(Beginning of Information)

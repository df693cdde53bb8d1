//! Application shell - root projection of the three session states
//!
//! Renders the visible page as a pure function of (CatalogStore,
//! NavState, GalleryState). Components emit transitions back to the
//! contexts on click; nothing here keeps its own copy of that state.

use crate::catalog::store::{CatalogState, CatalogStore};
use crate::gallery::Lightbox;
use crate::layout::footer::Footer;
use crate::layout::global_context::{AppGlobalContext, Page};
use crate::layout::header::Header;
use crate::pages::category::CategoryPage;
use crate::pages::home::HomePage;
use crate::pages::item::ItemPage;
use crate::pages::status::{LoadErrorPage, LoadingPage};
use leptos::prelude::*;

#[component]
#[allow(non_snake_case)]
pub fn AppShell() -> impl IntoView {
    let ctx = use_context::<AppGlobalContext>().expect("AppGlobalContext context not found");
    let store = use_context::<CatalogStore>().expect("CatalogStore context not found");

    view! {
        <div class="app-layout" dir="rtl">
            <Header />

            <main class="app-main">
                {move || match store.state.get() {
                    CatalogState::Loading => view! { <LoadingPage /> }.into_any(),
                    CatalogState::Failed(message) => {
                        view! { <LoadErrorPage message=message /> }.into_any()
                    }
                    // Exhaustive over Page: adding a page variant is a
                    // compile-time-checked change.
                    CatalogState::Ready(_) => match ctx.nav.get().page {
                        Page::Home => view! { <HomePage /> }.into_any(),
                        Page::Category(category_id) => {
                            view! { <CategoryPage category_id=category_id /> }.into_any()
                        }
                        Page::Item(item) => view! { <ItemPage item=item /> }.into_any(),
                    },
                }}
            </main>

            <Footer />

            // Overlay viewer sits above whichever page is active
            <Lightbox />
        </div>
    }
}
use crate::catalog::store::{CatalogState, CatalogStore};
use crate::layout::global_context::AppGlobalContext;
use crate::shared::icons::icon;
use contracts::Category;
use leptos::prelude::*;

pub const STORE_NAME: &str = "معرض البيت الحديث";

#[component]
#[allow(non_snake_case)]
pub fn Header() -> impl IntoView {
    let ctx = use_context::<AppGlobalContext>().expect("AppGlobalContext context not found");
    let store = use_context::<CatalogStore>().expect("CatalogStore context not found");

    // Category nav is empty until the catalog is ready; the header itself is
    // rendered in every load state.
    let categories = move || -> Vec<Category> {
        match store.state.get() {
            CatalogState::Ready(doc) => doc.categories.clone(),
            _ => Vec::new(),
        }
    };

    let menu_open = move || ctx.nav.get().mobile_menu_open;

    view! {
        <header class="site-header">
            <div class="brand" on:click=move |_| ctx.go_home()>
                <h1>{STORE_NAME}</h1>
            </div>

            <nav class="desktop-nav">
                {move || categories().into_iter().map(|category| {
                    let id = category.id.clone();
                    view! {
                        <button class="nav-link" on:click=move |_| ctx.open_category(&id)>
                            <span class="nav-icon">{category.icon.clone()}</span>
                            {category.name.clone()}
                        </button>
                    }
                }).collect_view()}
            </nav>

            <button
                class="menu-toggle"
                on:click=move |_| ctx.toggle_mobile_menu()
            >
                {move || if menu_open() { icon("close") } else { icon("menu") }}
            </button>
        </header>

        <Show when=menu_open>
            <nav class="mobile-menu">
                <button class="nav-link" on:click=move |_| ctx.go_home()>
                    {"الرئيسية"}
                </button>
                {move || categories().into_iter().map(|category| {
                    let id = category.id.clone();
                    view! {
                        // open_category closes the menu
                        <button class="nav-link" on:click=move |_| ctx.open_category(&id)>
                            <span class="nav-icon">{category.icon.clone()}</span>
                            {category.name.clone()}
                        </button>
                    }
                }).collect_view()}
            </nav>
        </Show>
    }
}
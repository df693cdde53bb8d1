use crate::catalog::api::fetch_catalog;
use contracts::CatalogDocument;
use leptos::prelude::*;

/// Lifecycle of the one catalog fetch of the session.
///
/// `Loading` -> `Ready` on success, `Loading` -> `Failed` on network or
/// decode error. There is no partial retry and no backoff: the only way out
/// of `Failed` is a full page reload, which restarts the fetch from scratch.
#[derive(Debug, Clone, PartialEq)]
pub enum CatalogState {
    Loading,
    Ready(CatalogDocument),
    Failed(String),
}

/// Reactive holder of the catalog document, provided via context.
#[derive(Clone, Copy)]
pub struct CatalogStore {
    pub state: RwSignal<CatalogState>,
}

impl CatalogStore {
    pub fn new() -> Self {
        Self {
            state: RwSignal::new(CatalogState::Loading),
        }
    }

    /// Kick off the single asynchronous fetch.
    pub fn load(&self) {
        let state = self.state;
        wasm_bindgen_futures::spawn_local(async move {
            match fetch_catalog().await {
                Ok(doc) => {
                    leptos::logging::log!(
                        "catalog loaded: {} categories, {} items",
                        doc.categories.len(),
                        doc.items.len()
                    );
                    state.set(CatalogState::Ready(doc));
                }
                Err(e) => {
                    log::error!("catalog load failed: {}", e);
                    state.set(CatalogState::Failed(e));
                }
            }
        });
    }
}

/// Full page reload, the only recovery path from a failed load.
pub fn reload_page() {
    if let Some(window) = web_sys::window() {
        let _ = window.location().reload();
    }
}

(End of Information)

*Instructions for the task*:
Write down only how many lines of the entries above include the word "AppGlobalContext".

*Written solution*:
4